Computerworld

Five hot -- and cool -- storage technologies

By 2010, we'll be creating close to one trillion gigabytes of data. Here's a look at some of the technologies that will manage all that information
  • Dave Webb (Network World Canada)
  • 16 June, 2008 11:09

Down economy or not, the growing appetite for enterprise data storage won't be sated anytime soon, if ever. The rise of data-heavy multimedia files, new customer touchpoints, evolving reporting and compliance standards and other trends are contributing to near exponential growth rates in the amount of data created and stored in the digital universe.

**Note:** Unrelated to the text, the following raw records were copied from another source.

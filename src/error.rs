use std::io::Cursor;

use opentelemetry_semantic_conventions::{attribute::OTEL_STATUS_CODE, trace::ERROR_TYPE};
use rocket::http::{ContentType, Status};
use thiserror::Error;
use tracing::{Span, error, warn};

#[derive(Error, Debug)]
pub enum AppError {
    #[error("Database error: {0}")]
    Database(#[from] sqlx::Error),

    #[error("Authentication error: {0}")]
    Authentication(String),

    #[error("Not found: {0}")]
    NotFound(String),

    #[error("Validation error: {0}")]
    Validation(String),

    #[error("Conflict: {0}")]
    Conflict(String),

    #[error("External service error: {0}")]
    ExternalService(String),

    #[error("Internal error: {0}")]
    Internal(String),
}

impl AppError {
    pub fn log_and_record(&self, ctx: &str) {
        let current_span = Span::current();
        let is_valid_span = !current_span.is_none();

        let message = self.to_string();
        let error_kind = match self {
            AppError::Database(err) => {
                error!(error = %message, context = %ctx, db_error = %err, "Database error");
                "database_error"
            }
            AppError::Authentication(msg) => {
                warn!(message = %msg, context = %ctx, "Authentication error");
                "authentication_error"
            }
            AppError::NotFound(msg) => {
                warn!(message = %msg, context = %ctx, "Not found error");
                "not_found_error"
            }
            AppError::Validation(msg) => {
                warn!(message = %msg, context = %ctx, "Validation error");
                "validation_error"
            }
            AppError::Conflict(msg) => {
                warn!(message = %msg, context = %ctx, "Conflict error");
                "conflict_error"
            }
            AppError::ExternalService(msg) => {
                error!(message = %msg, context = %ctx, "External service error");
                "external_service_error"
            }
            AppError::Internal(msg) => {
                error!(message = %msg, context = %ctx, "Internal server error");
                "internal_error"
            }
        };

        if is_valid_span {
            current_span.record("error", tracing::field::display(true));
            current_span.record(ERROR_TYPE, tracing::field::display(error_kind));
            current_span.record("error.message", tracing::field::display(&message));

            match self {
                AppError::Database(_) | AppError::Internal(_) | AppError::ExternalService(_) => {
                    current_span.record(OTEL_STATUS_CODE, tracing::field::display("ERROR"));
                }
                _ => {}
            }
        }
    }

    pub fn status_code(&self) -> Status {
        match self {
            AppError::Database(_) => Status::InternalServerError,
            AppError::Authentication(_) => Status::Unauthorized,
            AppError::NotFound(_) => Status::NotFound,
            // Duplicate usernames surface as 400, matching the original API
            AppError::Validation(_) | AppError::Conflict(_) => Status::BadRequest,
            AppError::ExternalService(_) => Status::BadGateway,
            AppError::Internal(_) => Status::InternalServerError,
        }
    }

    /// Message text sent to the client. Store and internal failures are
    /// collapsed so details stay in the logs.
    pub fn public_message(&self) -> String {
        match self {
            AppError::Database(_) => "Database error".to_string(),
            AppError::Internal(_) => "Internal server error".to_string(),
            AppError::Authentication(msg)
            | AppError::NotFound(msg)
            | AppError::Validation(msg)
            | AppError::Conflict(msg)
            | AppError::ExternalService(msg) => msg.clone(),
        }
    }
}

impl<'r> rocket::response::Responder<'r, 'static> for AppError {
    fn respond_to(self, req: &'r rocket::Request<'_>) -> rocket::response::Result<'static> {
        self.log_and_record(&format!("Request to {} {}", req.method(), req.uri()));

        let body = serde_json::json!({ "message": self.public_message() }).to_string();

        rocket::Response::build()
            .status(self.status_code())
            .header(ContentType::JSON)
            .sized_body(body.len(), Cursor::new(body))
            .ok()
    }
}

impl From<bcrypt::BcryptError> for AppError {
    fn from(error: bcrypt::BcryptError) -> Self {
        AppError::Internal(format!("Cryptography error: {}", error))
    }
}

impl From<sqlx::migrate::MigrateError> for AppError {
    fn from(error: sqlx::migrate::MigrateError) -> Self {
        AppError::Internal(format!("Migration error: {}", error))
    }
}

impl From<validator::ValidationErrors> for AppError {
    fn from(errors: validator::ValidationErrors) -> Self {
        let mut messages: Vec<String> = errors
            .field_errors()
            .iter()
            .flat_map(|(field, field_errors)| {
                field_errors.iter().map(move |e| match &e.message {
                    Some(msg) => msg.to_string(),
                    None => format!("Invalid value for {}", field),
                })
            })
            .collect();
        messages.sort();

        AppError::Validation(messages.join("; "))
    }
}

impl From<AppError> for Status {
    fn from(err: AppError) -> Self {
        err.log_and_record("Error conversion into Status");
        err.status_code()
    }
}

In 2006, according to IDC, 161 billion gigabytes of data was created - three million times the information in all the books written date, according to the research firm. That will grow to 988 billion gigabytes (or exabytes) by 2010. And while 70 per cent of that data will be created by individuals, organizations will be responsible for storing 85 per cent.

Against that backdrop, it's not hard to see why these five hot - and cool - storage technologies are significant in the market today.

Solid State Drives

DRAM and Flash-based drives are finding their way on to the market - EMC and Samsung are among the companies that have announced products - and the fact that they draw considerably less power, both to run and to cool, is resonating in the enterprise that's wrestling with high power costs and the optics of green technology use.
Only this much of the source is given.